▶ Records provided

use crate::error::Error;
use crate::transport::{
    ControlTransport, Recipient, RequestType, SetupPacket,
};
use alloc::vec::Vec;

// DFU class request numbers (DFU 1.1 section 3)
pub const DFU_DETACH: u8 = 0;
pub const DFU_DNLOAD: u8 = 1;
pub const DFU_UPLOAD: u8 = 2;
pub const DFU_GETSTATUS: u8 = 3;
pub const DFU_CLRSTATUS: u8 = 4;
pub const DFU_GETSTATE: u8 = 5;
pub const DFU_ABORT: u8 = 6;

/// bStatus value meaning "no error condition is present"
pub const STATUS_OK: u8 = 0;

/// The DFU interface state machine (DFU 1.1 appendix A)
#[cfg_attr(feature = "defmt", derive(defmt::Format))]
#[cfg_attr(feature = "std", derive(Debug))]
#[derive(Copy, Clone, PartialEq, Eq)]
pub enum DfuState {
    AppIdle,
    AppDetach,
    Idle,
    DownloadSync,
    DownloadBusy,
    DownloadIdle,
    ManifestSync,
    Manifest,
    ManifestWaitReset,
    UploadIdle,
    Error,
    /// A state code this driver does not know about
    Other(u8),
}

impl From<u8> for DfuState {
    fn from(value: u8) -> Self {
        match value {
            0 => DfuState::AppIdle,
            1 => DfuState::AppDetach,
            2 => DfuState::Idle,
            3 => DfuState::DownloadSync,
            4 => DfuState::DownloadBusy,
            5 => DfuState::DownloadIdle,
            6 => DfuState::ManifestSync,
            7 => DfuState::Manifest,
            8 => DfuState::ManifestWaitReset,
            9 => DfuState::UploadIdle,
            10 => DfuState::Error,
            other => DfuState::Other(other),
        }
    }
}

/// One decoded GET_STATUS reply
#[cfg_attr(feature = "defmt", derive(defmt::Format))]
#[cfg_attr(feature = "std", derive(Debug))]
#[derive(Copy, Clone, PartialEq, Eq)]
pub struct StatusReport {
    pub status: u8,
    /// How long the host must wait before the next GET_STATUS.
    /// 24 bits on the wire; larger values do not exist.
    pub poll_timeout_ms: u32,
    pub state: DfuState,
}

impl StatusReport {
    /// Decode the 6-byte GET_STATUS reply
    ///
    /// Byte 5 (iString) is ignored.
    pub fn parse(bytes: &[u8]) -> Result<Self, Error> {
        if bytes.len() < 6 {
            return Err(Error::MalformedDescriptor("status report"));
        }
        Ok(Self {
            status: bytes[0],
            poll_timeout_ms: u32::from(bytes[1])
                | u32::from(bytes[2]) << 8
                | u32::from(bytes[3]) << 16,
            state: DfuState::from(bytes[4]),
        })
    }
}

/// The seven DFU class requests, as operations over a transport
///
/// Both engines share this one record; everything is a class request
/// directed at the claimed interface.
pub struct DfuLink<'a, T: ControlTransport> {
    transport: &'a T,
    interface: u16,
}

impl<'a, T: ControlTransport> DfuLink<'a, T> {
    pub fn new(transport: &'a T, interface: u16) -> Self {
        Self {
            transport,
            interface,
        }
    }

    pub fn transport(&self) -> &'a T {
        self.transport
    }

    fn setup(&self, request: u8, value: u16) -> SetupPacket {
        SetupPacket {
            request_type: RequestType::Class,
            recipient: Recipient::Interface,
            request,
            value,
            index: self.interface,
        }
    }

    /// DFU_DETACH: ask a runtime-mode device to enter its bootloader
    pub async fn detach(&self, timeout_ms: u16) -> Result<(), Error> {
        self.transport
            .control_out(self.setup(DFU_DETACH, timeout_ms), &[])
            .await?;
        Ok(())
    }

    /// DFU_DNLOAD: send one block (or a DfuSe command) to the device
    pub async fn write_block(
        &self,
        block: u16,
        data: &[u8],
    ) -> Result<usize, Error> {
        Ok(self
            .transport
            .control_out(self.setup(DFU_DNLOAD, block), data)
            .await?)
    }

    /// DFU_UPLOAD: read back one block of up to `length` bytes
    pub async fn read_block(
        &self,
        block: u16,
        length: u16,
    ) -> Result<Vec<u8>, Error> {
        Ok(self
            .transport
            .control_in(self.setup(DFU_UPLOAD, block), length)
            .await?)
    }

    pub async fn get_status(&self) -> Result<StatusReport, Error> {
        let reply = self
            .transport
            .control_in(self.setup(DFU_GETSTATUS, 0), 6)
            .await?;
        StatusReport::parse(&reply)
    }

    pub async fn clear_status(&self) -> Result<(), Error> {
        self.transport
            .control_out(self.setup(DFU_CLRSTATUS, 0), &[])
            .await?;
        Ok(())
    }

    pub async fn get_state(&self) -> Result<DfuState, Error> {
        let reply = self
            .transport
            .control_in(self.setup(DFU_GETSTATE, 0), 1)
            .await?;
        if reply.is_empty() {
            return Err(Error::MalformedDescriptor("state report"));
        }
        Ok(DfuState::from(reply[0]))
    }

    pub async fn abort(&self) -> Result<(), Error> {
        self.transport
            .control_out(self.setup(DFU_ABORT, 0), &[])
            .await?;
        Ok(())
    }

    /// Poll GET_STATUS until `predicate` accepts the state (or the
    /// device lands in dfuERROR, which terminates any wait)
    ///
    /// Between polls the device's own bwPollTimeout is honoured with a
    /// cooperative sleep; the device paces the host, and there is no
    /// iteration limit. The last report's timeout is not slept.
    pub async fn poll_until(
        &self,
        predicate: impl Fn(DfuState) -> bool,
    ) -> Result<StatusReport, Error> {
        let mut report = self.get_status().await?;
        while !predicate(report.state) && report.state != DfuState::Error {
            self.transport.delay_ms(report.poll_timeout_ms).await;
            report = self.get_status().await?;
        }
        Ok(report)
    }

    /// Poll until dfuDNLOAD-IDLE; any other terminal state, or a
    /// non-OK status, is a protocol failure at `phase`
    pub async fn poll_until_idle(
        &self,
        phase: &'static str,
    ) -> Result<StatusReport, Error> {
        let report =
            self.poll_until(|s| s == DfuState::DownloadIdle).await?;
        if report.state != DfuState::DownloadIdle
            || report.status != STATUS_OK
        {
            return Err(Error::Protocol {
                state: report.state,
                status: report.status,
                phase,
            });
        }
        Ok(report)
    }

    /// Drive the device back to dfuIDLE from wherever it is
    ///
    /// ABORT, then read the state; a device in dfuERROR needs its
    /// status cleared first. Anything still not idle after that is a
    /// protocol failure.
    pub async fn abort_to_idle(&self) -> Result<(), Error> {
        self.abort().await?;
        let mut state = self.get_state().await?;
        if state == DfuState::Error {
            self.clear_status().await?;
            state = self.get_state().await?;
        }
        if state != DfuState::Idle {
            return Err(Error::Protocol {
                state,
                status: STATUS_OK,
                phase: "abort did not reach idle",
            });
        }
        Ok(())
    }
}

#[cfg(all(test, feature = "std"))]
#[path = "tests/protocol.rs"]
mod tests;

▶ What is needed
Please count how many lines of the material above include the string "predicate", then give that number alone.

▶ Result of the task
3